(HOW TO COMPLETE THIS TASK)
The answer must be every line of the data that holds the word "first".

(DATA PROVIDED)
--- START ---
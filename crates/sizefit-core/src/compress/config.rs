//! Tunables for the quality search and the resolution fallback.

use serde::{Deserialize, Serialize};

use super::CompressError;

/// Knobs for [`TargetCompressor`](super::TargetCompressor).
///
/// Every field has a default, so a partial config deserializes cleanly.
#[derive(Debug, Clone, Copy, PartialEq, Serialize, Deserialize)]
#[serde(default)]
pub struct CompressConfig {
    /// Quality tried first; also the upper search bound (0.0 to 1.0)
    pub max_quality: f64,
    /// Lowest quality the search may settle on (0.0 to 1.0)
    pub min_quality: f64,
    /// Step past an already-tested midpoint
    pub epsilon: f64,
    /// Bisection iterations per resolution attempt
    pub iterations: u32,
    /// Width below which halving stops; `None` keeps full resolution
    pub resolution_floor: Option<u32>,
    /// Quality for the unconditional last-resort encode
    pub fallback_quality: f64,
}

impl Default for CompressConfig {
    fn default() -> Self {
        Self {
            max_quality: 0.95,
            min_quality: 0.6,
            epsilon: 0.02,
            iterations: 10,
            resolution_floor: Some(1080),
            fallback_quality: 0.8,
        }
    }
}

impl CompressConfig {
    /// Create a config with the default values.
    pub fn new() -> Self {
        Self::default()
    }

    /// Full-resolution variant: wide quality range, no downscaling, and a
    /// last resort at the quality floor.
    pub fn single_pass() -> Self {
        Self {
            min_quality: 0.05,
            resolution_floor: None,
            fallback_quality: 0.05,
            ..Self::default()
        }
    }

    /// Check the invariants the search relies on.
    ///
    /// # Errors
    ///
    /// Returns `CompressError::InvalidConfig` naming the first violated bound.
    pub fn validate(&self) -> Result<(), CompressError> {
        let in_unit = |q: f64| (0.0..=1.0).contains(&q);

        if !(in_unit(self.min_quality) && in_unit(self.max_quality))
            || self.min_quality >= self.max_quality
        {
            return Err(CompressError::InvalidConfig(format!(
                "quality bounds must satisfy 0 <= min < max <= 1, got min={} max={}",
                self.min_quality, self.max_quality
            )));
        }
        if !(self.epsilon.is_finite() && self.epsilon > 0.0) {
            return Err(CompressError::InvalidConfig(format!(
                "epsilon must be positive, got {}",
                self.epsilon
            )));
        }
        if self.iterations == 0 {
            return Err(CompressError::InvalidConfig(
                "iterations must be at least 1".to_string(),
            ));
        }
        if !in_unit(self.fallback_quality) {
            return Err(CompressError::InvalidConfig(format!(
                "fallback quality must be within 0..=1, got {}",
                self.fallback_quality
            )));
        }
        if self.resolution_floor == Some(0) {
            return Err(CompressError::InvalidConfig(
                "resolution floor must be at least 1 pixel".to_string(),
            ));
        }
        Ok(())
    }
}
--- END ---
(REPLY TO THE EXERCISE)
    /// Quality tried first; also the upper search bound (0.0 to 1.0)
    /// Returns `CompressError::InvalidConfig` naming the first violated bound.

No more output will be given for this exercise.